**Supplied records**
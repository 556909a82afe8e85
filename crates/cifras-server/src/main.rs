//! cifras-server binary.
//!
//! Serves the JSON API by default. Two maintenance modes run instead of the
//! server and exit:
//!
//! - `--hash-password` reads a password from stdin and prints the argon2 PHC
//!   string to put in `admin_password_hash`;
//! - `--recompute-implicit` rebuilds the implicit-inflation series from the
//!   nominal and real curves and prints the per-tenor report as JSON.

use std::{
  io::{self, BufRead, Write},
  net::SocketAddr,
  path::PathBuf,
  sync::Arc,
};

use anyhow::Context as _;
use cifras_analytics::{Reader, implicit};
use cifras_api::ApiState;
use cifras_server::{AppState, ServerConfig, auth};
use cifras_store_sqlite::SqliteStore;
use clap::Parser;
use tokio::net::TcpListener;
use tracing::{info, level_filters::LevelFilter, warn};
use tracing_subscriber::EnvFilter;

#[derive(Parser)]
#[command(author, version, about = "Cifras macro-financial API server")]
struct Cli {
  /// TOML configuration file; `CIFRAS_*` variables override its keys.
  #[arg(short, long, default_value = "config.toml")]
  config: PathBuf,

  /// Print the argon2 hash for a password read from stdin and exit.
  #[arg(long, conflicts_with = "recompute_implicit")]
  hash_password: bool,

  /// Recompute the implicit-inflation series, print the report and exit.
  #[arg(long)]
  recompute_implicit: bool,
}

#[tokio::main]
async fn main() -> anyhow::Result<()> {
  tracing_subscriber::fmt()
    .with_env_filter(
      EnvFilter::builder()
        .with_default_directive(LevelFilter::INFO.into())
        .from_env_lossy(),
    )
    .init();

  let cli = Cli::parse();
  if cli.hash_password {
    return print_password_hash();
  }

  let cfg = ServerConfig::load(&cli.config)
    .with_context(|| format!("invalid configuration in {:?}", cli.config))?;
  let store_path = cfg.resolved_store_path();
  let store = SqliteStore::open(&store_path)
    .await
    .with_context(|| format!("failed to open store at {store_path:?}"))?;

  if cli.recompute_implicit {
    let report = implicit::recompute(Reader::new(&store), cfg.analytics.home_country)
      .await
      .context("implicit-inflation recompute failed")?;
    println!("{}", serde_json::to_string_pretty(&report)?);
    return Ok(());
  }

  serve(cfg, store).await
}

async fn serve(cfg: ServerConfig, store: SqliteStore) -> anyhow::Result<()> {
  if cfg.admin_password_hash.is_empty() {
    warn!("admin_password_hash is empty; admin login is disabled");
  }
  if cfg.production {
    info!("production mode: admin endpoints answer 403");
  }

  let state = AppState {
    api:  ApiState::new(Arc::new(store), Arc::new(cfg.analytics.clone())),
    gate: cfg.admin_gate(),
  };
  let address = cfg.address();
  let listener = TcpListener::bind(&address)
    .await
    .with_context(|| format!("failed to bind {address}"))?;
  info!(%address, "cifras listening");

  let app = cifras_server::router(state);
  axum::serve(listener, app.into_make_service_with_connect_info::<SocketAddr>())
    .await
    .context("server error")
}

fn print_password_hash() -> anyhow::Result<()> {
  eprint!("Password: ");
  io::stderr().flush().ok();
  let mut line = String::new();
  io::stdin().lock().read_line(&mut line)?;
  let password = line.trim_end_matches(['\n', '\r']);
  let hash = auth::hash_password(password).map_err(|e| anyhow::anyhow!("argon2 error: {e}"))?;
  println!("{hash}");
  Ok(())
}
---
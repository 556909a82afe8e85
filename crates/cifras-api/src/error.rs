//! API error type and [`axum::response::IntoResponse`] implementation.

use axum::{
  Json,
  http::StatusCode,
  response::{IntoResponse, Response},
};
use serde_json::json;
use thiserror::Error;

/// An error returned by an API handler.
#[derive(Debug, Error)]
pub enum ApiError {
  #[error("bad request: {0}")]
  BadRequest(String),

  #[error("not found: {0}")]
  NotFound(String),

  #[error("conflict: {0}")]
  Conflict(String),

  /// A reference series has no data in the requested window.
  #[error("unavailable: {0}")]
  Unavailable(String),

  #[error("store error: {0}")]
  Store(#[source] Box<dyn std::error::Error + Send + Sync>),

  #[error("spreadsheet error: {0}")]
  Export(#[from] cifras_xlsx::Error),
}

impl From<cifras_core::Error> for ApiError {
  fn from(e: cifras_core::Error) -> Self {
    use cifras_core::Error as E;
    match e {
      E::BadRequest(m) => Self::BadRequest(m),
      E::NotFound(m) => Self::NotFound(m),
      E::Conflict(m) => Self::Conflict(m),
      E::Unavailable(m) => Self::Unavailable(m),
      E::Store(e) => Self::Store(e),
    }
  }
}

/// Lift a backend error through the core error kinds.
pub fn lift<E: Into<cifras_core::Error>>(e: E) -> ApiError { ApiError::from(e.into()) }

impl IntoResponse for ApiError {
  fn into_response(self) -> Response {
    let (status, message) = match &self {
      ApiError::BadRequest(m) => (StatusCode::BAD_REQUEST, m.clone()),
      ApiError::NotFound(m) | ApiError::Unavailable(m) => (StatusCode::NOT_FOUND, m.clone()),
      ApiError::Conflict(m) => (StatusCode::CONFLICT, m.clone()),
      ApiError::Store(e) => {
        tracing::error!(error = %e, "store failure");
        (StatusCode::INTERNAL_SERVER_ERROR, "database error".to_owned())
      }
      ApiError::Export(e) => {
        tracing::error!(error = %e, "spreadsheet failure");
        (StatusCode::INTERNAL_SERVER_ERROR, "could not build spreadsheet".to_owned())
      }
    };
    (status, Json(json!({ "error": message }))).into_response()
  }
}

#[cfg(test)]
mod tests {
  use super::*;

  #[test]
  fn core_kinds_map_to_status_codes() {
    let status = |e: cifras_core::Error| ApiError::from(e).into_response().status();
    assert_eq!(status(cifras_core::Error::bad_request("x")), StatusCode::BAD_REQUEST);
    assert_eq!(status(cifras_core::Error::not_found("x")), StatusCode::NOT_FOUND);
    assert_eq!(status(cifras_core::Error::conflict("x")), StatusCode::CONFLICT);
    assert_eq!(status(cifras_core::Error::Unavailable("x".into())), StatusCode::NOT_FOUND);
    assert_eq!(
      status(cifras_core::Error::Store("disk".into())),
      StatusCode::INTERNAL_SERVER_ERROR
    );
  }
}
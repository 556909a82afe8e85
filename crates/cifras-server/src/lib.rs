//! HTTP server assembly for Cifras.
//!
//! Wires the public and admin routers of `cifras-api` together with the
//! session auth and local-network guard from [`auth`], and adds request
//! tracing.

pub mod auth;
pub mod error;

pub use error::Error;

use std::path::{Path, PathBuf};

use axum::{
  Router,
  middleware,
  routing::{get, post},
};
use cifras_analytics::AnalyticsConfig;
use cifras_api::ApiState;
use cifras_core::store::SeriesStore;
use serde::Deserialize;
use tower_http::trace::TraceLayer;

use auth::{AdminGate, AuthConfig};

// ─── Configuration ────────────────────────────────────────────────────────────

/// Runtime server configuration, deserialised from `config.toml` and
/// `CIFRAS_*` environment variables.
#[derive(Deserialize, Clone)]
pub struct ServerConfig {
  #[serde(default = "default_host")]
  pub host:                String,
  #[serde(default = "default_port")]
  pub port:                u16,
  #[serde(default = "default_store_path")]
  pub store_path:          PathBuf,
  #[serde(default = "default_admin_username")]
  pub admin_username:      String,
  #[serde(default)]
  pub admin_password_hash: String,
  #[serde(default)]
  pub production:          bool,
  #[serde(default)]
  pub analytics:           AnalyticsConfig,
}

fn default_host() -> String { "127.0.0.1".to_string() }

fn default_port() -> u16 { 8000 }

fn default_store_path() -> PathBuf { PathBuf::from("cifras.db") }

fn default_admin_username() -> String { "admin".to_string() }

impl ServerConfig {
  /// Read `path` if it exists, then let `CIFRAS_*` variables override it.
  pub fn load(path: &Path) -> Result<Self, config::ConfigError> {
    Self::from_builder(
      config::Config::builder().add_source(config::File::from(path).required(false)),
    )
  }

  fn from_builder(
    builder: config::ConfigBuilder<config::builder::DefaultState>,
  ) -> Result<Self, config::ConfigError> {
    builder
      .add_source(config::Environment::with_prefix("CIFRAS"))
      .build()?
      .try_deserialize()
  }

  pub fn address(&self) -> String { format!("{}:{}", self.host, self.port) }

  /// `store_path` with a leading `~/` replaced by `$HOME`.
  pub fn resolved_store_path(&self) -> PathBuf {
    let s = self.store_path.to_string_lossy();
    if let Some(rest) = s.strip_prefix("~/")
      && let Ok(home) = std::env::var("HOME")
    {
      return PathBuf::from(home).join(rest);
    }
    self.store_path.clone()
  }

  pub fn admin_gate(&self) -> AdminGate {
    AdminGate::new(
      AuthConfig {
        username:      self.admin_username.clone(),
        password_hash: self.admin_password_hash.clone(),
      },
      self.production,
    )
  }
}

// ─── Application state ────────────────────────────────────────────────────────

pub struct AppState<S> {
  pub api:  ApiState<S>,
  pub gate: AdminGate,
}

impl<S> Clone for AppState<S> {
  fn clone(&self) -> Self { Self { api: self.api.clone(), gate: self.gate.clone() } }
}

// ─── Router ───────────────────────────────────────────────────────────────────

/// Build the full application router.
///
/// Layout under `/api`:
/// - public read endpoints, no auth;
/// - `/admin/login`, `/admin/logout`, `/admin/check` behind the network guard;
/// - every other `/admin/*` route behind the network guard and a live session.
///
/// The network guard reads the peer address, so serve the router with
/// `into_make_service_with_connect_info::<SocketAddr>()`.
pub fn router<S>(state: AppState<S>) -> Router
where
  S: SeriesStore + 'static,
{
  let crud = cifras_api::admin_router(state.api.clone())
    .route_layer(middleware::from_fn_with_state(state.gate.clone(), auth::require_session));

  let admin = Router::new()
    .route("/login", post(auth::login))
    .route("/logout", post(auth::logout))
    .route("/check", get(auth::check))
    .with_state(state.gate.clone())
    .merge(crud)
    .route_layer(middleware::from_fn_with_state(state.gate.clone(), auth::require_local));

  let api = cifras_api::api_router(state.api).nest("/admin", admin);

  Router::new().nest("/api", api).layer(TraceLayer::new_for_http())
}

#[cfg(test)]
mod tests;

**Task description**
Would you please return all lines from the listing above that contain "Result"?

**Solution to this exercise**
async fn main() -> anyhow::Result<()> {
async fn serve(cfg: ServerConfig, store: SqliteStore) -> anyhow::Result<()> {
fn print_password_hash() -> anyhow::Result<()> {
  pub fn load(path: &Path) -> Result<Self, config::ConfigError> {
  ) -> Result<Self, config::ConfigError> {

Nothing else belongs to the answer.